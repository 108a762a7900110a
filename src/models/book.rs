//! Book (bibliographic record) model and related types

use std::collections::HashMap;

use chrono::{DateTime, Utc};
use serde::{Deserialize, Serialize};
use serde_with::{serde_as, DisplayFromStr, PickFirst};
use sqlx::FromRow;
use utoipa::{IntoParams, ToSchema};
use uuid::Uuid;
use validator::Validate;

use super::copy::{BookCopy, CopyStatus};

/// Book row from database
#[derive(Debug, Clone, Serialize, Deserialize, FromRow, ToSchema)]
pub struct Book {
    pub id: Uuid,
    pub title: String,
    /// Ordered author list, duplicates allowed
    pub authors: Vec<String>,
    pub description: Option<String>,
    pub isbn: Option<String>,
    pub publisher: Option<String>,
    pub publication_year: Option<i32>,
    pub edition: Option<String>,
    pub language: Option<String>,
    pub level_id: Option<Uuid>,
    pub cover_path: Option<String>,
    pub created_at: Option<DateTime<Utc>>,
    pub updated_at: Option<DateTime<Utc>>,
}

/// Book fields submitted by administrators (create, update, bulk import)
#[serde_as]
#[derive(Debug, Clone, Default, Deserialize, Validate, ToSchema)]
pub struct BookData {
    #[validate(length(min = 1, message = "Title is required"))]
    pub title: String,
    #[serde(default)]
    pub authors: Vec<String>,
    pub description: Option<String>,
    pub isbn: Option<String>,
    pub publisher: Option<String>,
    /// Accepts a number or a numeric string
    #[serde_as(as = "Option<PickFirst<(_, DisplayFromStr)>>")]
    #[serde(default)]
    #[schema(value_type = Option<i32>)]
    pub publication_year: Option<i32>,
    pub edition: Option<String>,
    pub language: Option<String>,
    pub level_id: Option<Uuid>,
    /// Category ids; replaces the full set on update
    #[serde(default)]
    pub categories: Vec<Uuid>,
    /// Number of copies to create (bulk import only)
    #[serde(default)]
    #[validate(range(min = 1, max = 100, message = "Copies must be between 1 and 100"))]
    pub copies: Option<u32>,
}

/// Catalog entry with availability aggregated at query time
#[derive(Debug, Clone, Serialize, Deserialize, FromRow, ToSchema)]
pub struct BookSummary {
    pub id: Uuid,
    pub title: String,
    pub authors: Vec<String>,
    pub description: Option<String>,
    pub cover_path: Option<String>,
    pub level: Option<String>,
    pub categories: Vec<String>,
    pub total_copies: i64,
    pub available_count: i64,
    pub created_at: Option<DateTime<Utc>>,
}

/// Full book view with copies, categories and availability
#[derive(Debug, Clone, Serialize, ToSchema)]
pub struct BookDetails {
    #[serde(flatten)]
    pub book: Book,
    pub level: Option<Level>,
    pub categories: Vec<Category>,
    pub copies: Vec<BookCopy>,
    pub availability: BookAvailability,
}

#[derive(Debug, Clone, Serialize, Deserialize, FromRow, ToSchema)]
pub struct Category {
    pub id: Uuid,
    pub name: String,
    pub description: Option<String>,
}

#[derive(Debug, Clone, Serialize, Deserialize, FromRow, ToSchema)]
pub struct Level {
    pub id: Uuid,
    pub name: String,
    pub description: Option<String>,
}

/// Catalog search parameters
#[derive(Debug, Default, Deserialize, IntoParams, ToSchema)]
#[into_params(parameter_in = Query)]
pub struct BookQuery {
    /// Matches title or any author (case-insensitive)
    pub search: Option<String>,
    pub category_id: Option<Uuid>,
    pub level_id: Option<Uuid>,
    /// Only books with at least one available copy
    pub available_only: Option<bool>,
    /// Page number (1-based)
    pub page: Option<i64>,
    /// Items per page
    pub per_page: Option<i64>,
}

/// Per-book copy counts
#[derive(Debug, Clone, Copy, Default, PartialEq, Eq, Serialize, Deserialize, ToSchema)]
pub struct BookAvailability {
    pub book_id: Uuid,
    pub total_copies: i64,
    pub available_count: i64,
    pub borrowed_count: i64,
}

impl BookAvailability {
    pub fn is_available(&self) -> bool {
        self.available_count > 0
    }
}

/// Aggregate copy rows into per-book availability counts.
///
/// Books without copies do not appear in the result.
pub fn aggregate_availability<'a, I>(copies: I) -> HashMap<Uuid, BookAvailability>
where
    I: IntoIterator<Item = &'a BookCopy>,
{
    let mut counts: HashMap<Uuid, BookAvailability> = HashMap::new();
    for copy in copies {
        let entry = counts.entry(copy.book_id).or_insert_with(|| BookAvailability {
            book_id: copy.book_id,
            ..Default::default()
        });
        entry.total_copies += 1;
        match copy.status {
            CopyStatus::Available => entry.available_count += 1,
            CopyStatus::Borrowed => entry.borrowed_count += 1,
            CopyStatus::Maintenance | CopyStatus::Lost => {}
        }
    }
    counts
}

#[cfg(test)]
mod tests {
    use super::*;

    fn copy(book_id: Uuid, status: CopyStatus) -> BookCopy {
        BookCopy {
            id: Uuid::new_v4(),
            book_id,
            barcode: crate::models::copy::generate_barcode(),
            status,
            location: None,
            notes: None,
            acquisition_date: None,
            created_at: Utc::now(),
            updated_at: None,
        }
    }

    #[test]
    fn test_aggregate_availability_groups_by_book() {
        let a = Uuid::new_v4();
        let b = Uuid::new_v4();
        let copies = vec![
            copy(a, CopyStatus::Available),
            copy(a, CopyStatus::Borrowed),
            copy(a, CopyStatus::Lost),
            copy(b, CopyStatus::Borrowed),
        ];

        let counts = aggregate_availability(&copies);
        assert_eq!(counts.len(), 2);

        let book_a = counts[&a];
        assert_eq!(book_a.total_copies, 3);
        assert_eq!(book_a.available_count, 1);
        assert_eq!(book_a.borrowed_count, 1);
        assert!(book_a.is_available());

        let book_b = counts[&b];
        assert_eq!(book_b.total_copies, 1);
        assert_eq!(book_b.available_count, 0);
        assert!(!book_b.is_available());
    }

    #[test]
    fn test_book_data_copies_bounded() {
        let data: BookData =
            serde_json::from_value(serde_json::json!({ "title": "X", "copies": 4294967295u32 })).unwrap();
        assert_eq!(data.copies, Some(u32::MAX));
        assert!(data.validate().is_err());

        let zero = BookData {
            title: "X".to_string(),
            copies: Some(0),
            ..Default::default()
        };
        assert!(zero.validate().is_err());

        let three = BookData {
            title: "X".to_string(),
            copies: Some(3),
            ..Default::default()
        };
        assert!(three.validate().is_ok());

        let unset = BookData {
            title: "X".to_string(),
            ..Default::default()
        };
        assert!(unset.validate().is_ok());
    }

    #[test]
    fn test_aggregate_availability_empty() {
        assert!(aggregate_availability(&Vec::<BookCopy>::new()).is_empty());
    }

    #[test]
    fn test_book_data_accepts_year_as_string_or_number() {
        let data: BookData = serde_json::from_value(serde_json::json!({
            "title": "Dune",
            "authors": ["Frank Herbert"],
            "publication_year": "1965"
        }))
        .unwrap();
        assert_eq!(data.publication_year, Some(1965));

        let data: BookData = serde_json::from_value(serde_json::json!({
            "title": "Dune",
            "publication_year": 1965
        }))
        .unwrap();
        assert_eq!(data.publication_year, Some(1965));
        assert!(data.authors.is_empty());
        assert!(data.categories.is_empty());
    }

    #[test]
    fn test_book_data_requires_title() {
        let data = BookData::default();
        assert!(data.validate().is_err());
    }
}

EXERCISE DETAILS. What you give back must match the material word for word.

RESULT OF THIS TASK.
repository 108a762a7900110a
filename src/models/book.rs
//! Book (bibliographic record) model and related types

use std::collections::HashMap;

use chrono::{DateTime, Utc};
use serde::{Deserialize, Serialize};
use serde_with::{serde_as, DisplayFromStr, PickFirst};
use sqlx::FromRow;
use utoipa::{IntoParams, ToSchema};
use uuid::Uuid;
use validator::Validate;

use super::copy::{BookCopy, CopyStatus};

/// Book row from database
#[derive(Debug, Clone, Serialize, Deserialize, FromRow, ToSchema)]
pub struct Book {
    pub id: Uuid,
    pub title: String,
    /// Ordered author list, duplicates allowed
    pub authors: Vec<String>,
    pub description: Option<String>,
    pub isbn: Option<String>,
    pub publisher: Option<String>,
    pub publication_year: Option<i32>,
    pub edition: Option<String>,
    pub language: Option<String>,
    pub level_id: Option<Uuid>,
    pub cover_path: Option<String>,
    pub created_at: Option<DateTime<Utc>>,
    pub updated_at: Option<DateTime<Utc>>,
}

/// Book fields submitted by administrators (create, update, bulk import)
#[serde_as]
#[derive(Debug, Clone, Default, Deserialize, Validate, ToSchema)]
pub struct BookData {
    #[validate(length(min = 1, message = "Title is required"))]
    pub title: String,
    #[serde(default)]
    pub authors: Vec<String>,
    pub description: Option<String>,
    pub isbn: Option<String>,
    pub publisher: Option<String>,
    /// Accepts a number or a numeric string
    #[serde_as(as = "Option<PickFirst<(_, DisplayFromStr)>>")]
    #[serde(default)]
    #[schema(value_type = Option<i32>)]
    pub publication_year: Option<i32>,
    pub edition: Option<String>,
    pub language: Option<String>,
    pub level_id: Option<Uuid>,
    /// Category ids; replaces the full set on update
    #[serde(default)]
    pub categories: Vec<Uuid>,
    /// Number of copies to create (bulk import only)
    #[serde(default)]
    #[validate(range(min = 1, max = 100, message = "Copies must be between 1 and 100"))]
    pub copies: Option<u32>,
}

/// Catalog entry with availability aggregated at query time
#[derive(Debug, Clone, Serialize, Deserialize, FromRow, ToSchema)]
pub struct BookSummary {
    pub id: Uuid,
    pub title: String,
    pub authors: Vec<String>,
    pub description: Option<String>,
    pub cover_path: Option<String>,
    pub level: Option<String>,
    pub categories: Vec<String>,
    pub total_copies: i64,
    pub available_count: i64,
    pub created_at: Option<DateTime<Utc>>,
}

/// Full book view with copies, categories and availability
#[derive(Debug, Clone, Serialize, ToSchema)]
pub struct BookDetails {
    #[serde(flatten)]
    pub book: Book,
    pub level: Option<Level>,
    pub categories: Vec<Category>,
    pub copies: Vec<BookCopy>,
    pub availability: BookAvailability,
}

#[derive(Debug, Clone, Serialize, Deserialize, FromRow, ToSchema)]
pub struct Category {
    pub id: Uuid,
    pub name: String,
    pub description: Option<String>,
}

#[derive(Debug, Clone, Serialize, Deserialize, FromRow, ToSchema)]
pub struct Level {
    pub id: Uuid,
    pub name: String,
    pub description: Option<String>,
}

/// Catalog search parameters
#[derive(Debug, Default, Deserialize, IntoParams, ToSchema)]
#[into_params(parameter_in = Query)]
pub struct BookQuery {
    /// Matches title or any author (case-insensitive)
    pub search: Option<String>,
    pub category_id: Option<Uuid>,
    pub level_id: Option<Uuid>,
    /// Only books with at least one available copy
    pub available_only: Option<bool>,
    /// Page number (1-based)
    pub page: Option<i64>,
    /// Items per page
    pub per_page: Option<i64>,
}

/// Per-book copy counts
#[derive(Debug, Clone, Copy, Default, PartialEq, Eq, Serialize, Deserialize, ToSchema)]
pub struct BookAvailability {
    pub book_id: Uuid,
    pub total_copies: i64,
    pub available_count: i64,
    pub borrowed_count: i64,
}

impl BookAvailability {
    pub fn is_available(&self) -> bool {
        self.available_count > 0
    }
}

/// Aggregate copy rows into per-book availability counts.
///
/// Books without copies do not appear in the result.
pub fn aggregate_availability<'a, I>(copies: I) -> HashMap<Uuid, BookAvailability>
where
    I: IntoIterator<Item = &'a BookCopy>,
{
    let mut counts: HashMap<Uuid, BookAvailability> = HashMap::new();
    for copy in copies {
        let entry = counts.entry(copy.book_id).or_insert_with(|| BookAvailability {
            book_id: copy.book_id,
            ..Default::default()
        });
        entry.total_copies += 1;
        match copy.status {
            CopyStatus::Available => entry.available_count += 1,
            CopyStatus::Borrowed => entry.borrowed_count += 1,
            CopyStatus::Maintenance | CopyStatus::Lost => {}
        }
    }
    counts
}

#[cfg(test)]
mod tests {
    use super::*;

    fn copy(book_id: Uuid, status: CopyStatus) -> BookCopy {
        BookCopy {
            id: Uuid::new_v4(),
            book_id,
            barcode: crate::models::copy::generate_barcode(),
            status,
            location: None,
            notes: None,
            acquisition_date: None,
            created_at: Utc::now(),
            updated_at: None,
        }
    }

    #[test]
    fn test_aggregate_availability_groups_by_book() {
        let a = Uuid::new_v4();
        let b = Uuid::new_v4();
        let copies = vec![
            copy(a, CopyStatus::Available),
            copy(a, CopyStatus::Borrowed),
            copy(a, CopyStatus::Lost),
            copy(b, CopyStatus::Borrowed),
        ];

        let counts = aggregate_availability(&copies);
        assert_eq!(counts.len(), 2);

        let book_a = counts[&a];
        assert_eq!(book_a.total_copies, 3);
        assert_eq!(book_a.available_count, 1);
        assert_eq!(book_a.borrowed_count, 1);
        assert!(book_a.is_available());

        let book_b = counts[&b];
        assert_eq!(book_b.total_copies, 1);
        assert_eq!(book_b.available_count, 0);
        assert!(!book_b.is_available());
    }

    #[test]
    fn test_book_data_copies_bounded() {
        let data: BookData =
            serde_json::from_value(serde_json::json!({ "title": "X", "copies": 4294967295u32 })).unwrap();
        assert_eq!(data.copies, Some(u32::MAX));
        assert!(data.validate().is_err());

        let zero = BookData {
            title: "X".to_string(),
            copies: Some(0),
            ..Default::default()
        };
        assert!(zero.validate().is_err());

        let three = BookData {
            title: "X".to_string(),
            copies: Some(3),
            ..Default::default()
        };
        assert!(three.validate().is_ok());

        let unset = BookData {
            title: "X".to_string(),
            ..Default::default()
        };
        assert!(unset.validate().is_ok());
    }

    #[test]
    fn test_aggregate_availability_empty() {
        assert!(aggregate_availability(&Vec::<BookCopy>::new()).is_empty());
    }

    #[test]
    fn test_book_data_accepts_year_as_string_or_number() {
        let data: BookData = serde_json::from_value(serde_json::json!({
            "title": "Dune",
            "authors": ["Frank Herbert"],
            "publication_year": "1965"
        }))
        .unwrap();
        assert_eq!(data.publication_year, Some(1965));

        let data: BookData = serde_json::from_value(serde_json::json!({
            "title": "Dune",
            "publication_year": 1965
        }))
        .unwrap();
        assert_eq!(data.publication_year, Some(1965));
        assert!(data.authors.is_empty());
        assert!(data.categories.is_empty());
    }

    #[test]
    fn test_book_data_requires_title() {
        let data = BookData::default();
        assert!(data.validate().is_err());
    }
}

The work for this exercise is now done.